▶ Exercise prompt:
What is the count of lines in the listing below that hold the string "Json"? Reply with that number alone.

▶ Exercise data:
================
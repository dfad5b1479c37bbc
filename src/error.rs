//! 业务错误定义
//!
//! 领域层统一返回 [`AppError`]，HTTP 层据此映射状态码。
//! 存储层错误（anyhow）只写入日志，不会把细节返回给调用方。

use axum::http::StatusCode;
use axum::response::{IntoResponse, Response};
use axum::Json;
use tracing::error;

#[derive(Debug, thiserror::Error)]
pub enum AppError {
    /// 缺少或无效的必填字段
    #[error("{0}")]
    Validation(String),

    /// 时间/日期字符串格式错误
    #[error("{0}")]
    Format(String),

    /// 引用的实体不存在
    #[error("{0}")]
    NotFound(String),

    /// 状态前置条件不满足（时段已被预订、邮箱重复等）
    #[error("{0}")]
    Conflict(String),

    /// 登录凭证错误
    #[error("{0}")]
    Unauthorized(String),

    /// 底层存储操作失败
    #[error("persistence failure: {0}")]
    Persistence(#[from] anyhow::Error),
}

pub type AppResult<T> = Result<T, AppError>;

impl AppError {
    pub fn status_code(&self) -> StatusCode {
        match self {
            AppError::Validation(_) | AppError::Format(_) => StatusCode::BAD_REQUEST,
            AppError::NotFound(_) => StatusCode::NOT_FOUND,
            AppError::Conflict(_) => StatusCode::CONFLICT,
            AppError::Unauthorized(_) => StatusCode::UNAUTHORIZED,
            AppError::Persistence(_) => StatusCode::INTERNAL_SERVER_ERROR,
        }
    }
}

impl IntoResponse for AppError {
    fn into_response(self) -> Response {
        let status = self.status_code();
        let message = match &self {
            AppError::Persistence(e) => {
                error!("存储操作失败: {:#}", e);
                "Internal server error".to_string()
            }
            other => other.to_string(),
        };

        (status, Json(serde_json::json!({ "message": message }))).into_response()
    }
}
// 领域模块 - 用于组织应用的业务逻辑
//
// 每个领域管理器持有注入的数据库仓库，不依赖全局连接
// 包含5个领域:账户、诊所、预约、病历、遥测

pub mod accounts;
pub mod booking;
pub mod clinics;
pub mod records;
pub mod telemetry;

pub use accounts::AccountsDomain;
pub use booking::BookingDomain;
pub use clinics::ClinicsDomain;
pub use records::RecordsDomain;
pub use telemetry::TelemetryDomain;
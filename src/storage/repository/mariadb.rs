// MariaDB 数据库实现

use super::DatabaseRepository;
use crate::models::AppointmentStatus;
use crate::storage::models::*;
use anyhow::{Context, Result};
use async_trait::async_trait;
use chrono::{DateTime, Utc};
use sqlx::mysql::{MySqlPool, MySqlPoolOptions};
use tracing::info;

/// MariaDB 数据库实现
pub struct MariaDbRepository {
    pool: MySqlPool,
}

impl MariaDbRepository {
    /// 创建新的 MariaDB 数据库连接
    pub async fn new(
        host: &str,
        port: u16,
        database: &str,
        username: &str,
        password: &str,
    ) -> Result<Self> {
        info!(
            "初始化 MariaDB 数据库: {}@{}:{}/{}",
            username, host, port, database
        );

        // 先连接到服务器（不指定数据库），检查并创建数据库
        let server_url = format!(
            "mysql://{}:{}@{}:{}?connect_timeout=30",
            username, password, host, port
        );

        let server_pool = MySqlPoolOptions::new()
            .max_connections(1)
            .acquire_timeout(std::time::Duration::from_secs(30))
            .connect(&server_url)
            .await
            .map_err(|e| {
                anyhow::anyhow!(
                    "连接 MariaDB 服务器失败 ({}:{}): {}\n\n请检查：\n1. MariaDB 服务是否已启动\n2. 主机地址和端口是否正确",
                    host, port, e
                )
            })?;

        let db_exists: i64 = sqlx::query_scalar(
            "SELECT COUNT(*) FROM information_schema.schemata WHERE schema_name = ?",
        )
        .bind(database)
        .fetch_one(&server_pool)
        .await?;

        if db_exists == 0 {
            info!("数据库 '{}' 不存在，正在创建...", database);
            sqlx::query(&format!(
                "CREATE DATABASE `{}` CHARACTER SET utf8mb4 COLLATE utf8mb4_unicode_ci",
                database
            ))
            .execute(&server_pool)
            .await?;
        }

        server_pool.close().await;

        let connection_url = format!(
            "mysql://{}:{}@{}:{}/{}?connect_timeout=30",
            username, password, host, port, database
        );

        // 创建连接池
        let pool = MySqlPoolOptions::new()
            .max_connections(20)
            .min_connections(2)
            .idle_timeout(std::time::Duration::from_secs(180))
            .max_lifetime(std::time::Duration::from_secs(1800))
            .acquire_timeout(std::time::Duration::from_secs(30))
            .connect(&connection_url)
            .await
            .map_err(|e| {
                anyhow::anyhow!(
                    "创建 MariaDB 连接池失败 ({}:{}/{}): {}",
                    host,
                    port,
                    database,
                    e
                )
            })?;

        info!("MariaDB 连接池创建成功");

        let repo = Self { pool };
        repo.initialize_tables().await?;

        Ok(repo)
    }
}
================
▶ Solved problem:
2